Question

How do you find the asymptotes for `(3x-2) / (x+1)`?

Answer 1

There are three kinds of asymptotes:

1. Vertical asymptotes, which are vertical lines of the form `x=k`, where `k` is a value not in the domain of the function;
2. Horizontal asymptotes, which are horizontal lines of the form `y=k`, where `k` is the limit of the function as `x->pm infty` (of course there can be two different asymptotes, one for each direction;
3. Oblique asymptotes, which are line of the form `mx+q`.

Horizontal asymptotes are particular oblique ones, and so if you find horizontal asymptotes at both `infty` and `-infty`, there's no need to look for oblique ones.

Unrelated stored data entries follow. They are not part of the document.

use chrono::{DateTime, Utc};

use crate::models::chart::{ChartLayout, ChartSegment, ColorMode, Rgb, ScaleKind, SelectionMarker};
use crate::models::trend::TrendPoint;

/// Value spread above which the Y axis switches to a logarithmic scale.
pub const LOG_SCALE_THRESHOLD: f64 = 100.0;

/// Smallest denominator used when normalising, so a flat series does not blow up.
const MIN_DENOMINATOR: f64 = 0.5;

/// Min / max / spread of the values of a displayed series.
#[derive(Debug, Clone, Copy, PartialEq)]
pub struct SeriesStats {
    pub min: f64,
    pub max: f64,
    pub range: f64,
}

impl SeriesStats {
    /// `None` for an empty series.
    pub fn from_points(points: &[TrendPoint]) -> Option<Self> {
        let first = points.first()?.value;
        let (min, max) = points
            .iter()
            .fold((first, first), |(lo, hi), p| (lo.min(p.value), hi.max(p.value)));
        Some(Self {
            min,
            max,
            range: max - min,
        })
    }

    pub fn scale(&self) -> ScaleKind {
        if self.range > LOG_SCALE_THRESHOLD {
            ScaleKind::Logarithmic
        } else {
            ScaleKind::Linear
        }
    }
}

/// Maps trend points to canvas coordinates and colours.
///
/// The renderer only strokes lines; every coordinate is computed here.
pub struct ChartService {
    layout: ChartLayout,
    color_mode: ColorMode,
}

impl ChartService {
    pub fn new(layout: ChartLayout) -> Self {
        Self {
            layout,
            color_mode: ColorMode::default(),
        }
    }

    pub fn with_color_mode(mut self, color_mode: ColorMode) -> Self {
        self.color_mode = color_mode;
        self
    }

    pub fn layout(&self) -> &ChartLayout {
        &self.layout
    }

    fn plot_width(&self) -> f64 {
        self.layout.width - 2.0 * self.layout.padding
    }

    fn plot_height(&self) -> f64 {
        self.layout.height - 2.0 * self.layout.padding
    }

    /// X of the `index`-th of `count` points, spread evenly across the plot width.
    pub fn x_for_index(&self, index: usize, count: usize) -> f64 {
        let denom = count.saturating_sub(1).max(1) as f64;
        self.layout.padding + self.plot_width() * index as f64 / denom
    }

    /// Y of `value` (canvas coordinates, 0 at the top).
    pub fn y_for_value(&self, value: f64, stats: &SeriesStats) -> f64 {
        let baseline = self.layout.height - self.layout.padding;
        let linear = || (value - stats.min) / stats.range.max(MIN_DENOMINATOR);

        let normalized = match stats.scale() {
            ScaleKind::Linear => linear(),
            ScaleKind::Logarithmic => {
                let log_min = (stats.min + 1.0).ln();
                let log_max = (stats.max + 1.0).ln();
                let t = ((value + 1.0).ln() - log_min) / (log_max - log_min).max(MIN_DENOMINATOR);
                if t.is_finite() {
                    t
                } else {
                    linear()
                }
            }
        };
        baseline - normalized * self.plot_height()
    }

    /// Colour of `value`: green at the low end, yellow mid-way, red at the top.
    pub fn color_for_value(&self, value: f64, stats: &SeriesStats) -> Rgb {
        let t = match self.color_mode {
            ColorMode::Linear => {
                if stats.range == 0.0 {
                    return Rgb::YELLOW;
                }
                (value - stats.min) / stats.range
            }
            ColorMode::Logarithmic => {
                let log_min = (stats.min + 1.0).ln();
                let log_max = (stats.max + 1.0).ln();
                if log_max == log_min {
                    return Rgb::YELLOW;
                }
                ((value + 1.0).ln() - log_min) / (log_max - log_min)
            }
        };
        if !t.is_finite() {
            return Rgb::YELLOW;
        }
        gradient(t)
    }

    /// Polyline segments for the series, each coloured by its starting point.
    /// Fewer than two points draw nothing.
    pub fn segments(&self, points: &[TrendPoint]) -> Vec<ChartSegment> {
        let Some(stats) = SeriesStats::from_points(points) else {
            return Vec::new();
        };
        let n = points.len();
        points
            .windows(2)
            .enumerate()
            .map(|(i, pair)| ChartSegment {
                x1: self.x_for_index(i, n),
                y1: self.y_for_value(pair[0].value, &stats),
                x2: self.x_for_index(i + 1, n),
                y2: self.y_for_value(pair[1].value, &stats),
                color: self.color_for_value(pair[0].value, &stats),
            })
            .collect()
    }

    /// X of the selection line. A pixel offset wins over a date; a date is
    /// placed proportionally within the series' time span.
    pub fn marker_x(&self, points: &[TrendPoint], marker: &SelectionMarker) -> Option<f64> {
        if let Some(x) = marker.pixel {
            return Some(x);
        }
        let date = marker.date?;
        let min_time = points.iter().map(|p| p.date).min()?;
        let max_time = points.iter().map(|p| p.date).max()?;

        let denom = (max_time - min_time).num_milliseconds().max(1) as f64;
        let ratio = (date - min_time).num_milliseconds() as f64 / denom;
        Some(self.layout.padding + self.plot_width() * ratio.clamp(0.0, 1.0))
    }

    /// Index of the point under horizontal offset `x`. `None` for an empty series.
    pub fn index_at(&self, points: &[TrendPoint], x: f64) -> Option<usize> {
        if points.is_empty() {
            return None;
        }
        let usable = self.plot_width().max(1.0);
        let ratio = ((x - self.layout.padding) / usable).clamp(0.0, 1.0);
        let last = points.len() - 1;
        let index = (ratio * last as f64).round() as usize;
        Some(index.min(last))
    }

    /// Date of the point under horizontal offset `x`.
    pub fn date_at(&self, points: &[TrendPoint], x: f64) -> Option<DateTime<Utc>> {
        self.index_at(points, x).map(|i| points[i].date)
    }
}

impl Default for ChartService {
    fn default() -> Self {
        Self::new(ChartLayout::default())
    }
}

/// Two-stop gradient over `t ∈ [0, 1]`: green → yellow ramps red up,
/// yellow → red ramps green down.
pub fn gradient(t: f64) -> Rgb {
    let t = t.clamp(0.0, 1.0);
    if t <= 0.5 {
        Rgb::new((2.0 * t * 255.0).round() as u8, 255, 0)
    } else {
        Rgb::new(255, ((1.0 - 2.0 * (t - 0.5)) * 255.0).round() as u8, 0)
    }
}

In your case, the only point in which the function is not defined is the one which annihilates the denominator, and `x+1=0 iff x=-1`. So, `x=-1` is a vertical asymptote.

As for the horizontal ones, we have that

`lim_{x\to\pm\infty} \frac{3x-2}{x+1} =lim_{x\to\pm\infty} \frac{cancel(x)(3-2/x)}{cancel(x)(1+1/x)}=lim_{x\to\pm\infty} 3/1 = 3`

So, `y=3` is a horizontal asymptote in both directions.